Here's a new approach to real estate that could make agents sell many more houses

Ron Thom

West Coast Modeern Case study house
By Editorial Staff -

Who was Ron Thom? His name is not particularly well-known in Europe, but anybody who knows architecture is aware of his contribution to North American architecture. It’s not by chance that one of his best-known creations is a Case Study House in Vancouver: a wonderful 1959 home totally inspired by Wright’s organic architecture and his famous Fallingwater home. However, the building was in a state of neglect, until West Coast Modern - a Canadian Real Estate Operator that offers a strong approach to fine architecture - decided to take up the challenge of enhancing this property that seemed destined for demolition, thus allowing everyone to rediscover this little gem. Nevertheless, the essential aspect is that this is a Case Study House. So what does it mean?

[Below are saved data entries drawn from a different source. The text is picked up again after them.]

use poise::CreateReply;
use serenity::all::CreateEmbed;

use super::*;
use crate::commands::music::utils::embedded_messages;
use crate::commands::music::utils::session_manager::{MusicError, SkipOutcome};

/// Skip the current track, optionally several at once
#[poise::command(slash_command, category = "Music")]
pub async fn skip(
    ctx: Context<'_>,
    #[description = "Number of tracks to skip"]
    #[min = 1]
    count: Option<u32>,
) -> CommandResult {
    let guild_id = ctx.guild_id().ok_or_else(|| {
        Box::new(MusicError::NotInGuild) as Box<dyn std::error::Error + Send + Sync>
    })?;

    let outcome = ctx
        .data()
        .registry
        .skip(guild_id, count.unwrap_or(1) as usize)
        .await;

    let reply = match outcome {
        SkipOutcome::Skipped { count } => CreateReply::default().embed(
            CreateEmbed::new()
                .title("⏭️ Skipped")
                .description(format!("Skipped `{}` track(s)", count))
                .color(0x00ff00),
        ),
        SkipOutcome::NothingPlaying => CreateReply::default()
            .embed(embedded_messages::error_embed("No track is currently playing"))
            .ephemeral(true),
        SkipOutcome::NoSession => CreateReply::default()
            .embed(embedded_messages::error_embed("No active music session"))
            .ephemeral(true),
    };

    ctx.send(reply).await?;
    Ok(())
}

Case Study Houses were part of a programme created by John Entenza, editor of the Los Angeles-based Arts & Architecture magazine, in the post-war period. He sponsored and published several design competitions in his magazine, focusing on modern inexpensive easy-to-build homes. This gave rise to the Case Study House programme, devised to respond to the housing scarcity, anticipating the imminent building boom that would follow World War II and the Great Depression. What he sought was, in short, a prototype of a replicable modern home for the average American. In practice, the programme aim was for every architect to create a house that could be built identically, almost mass-produced. 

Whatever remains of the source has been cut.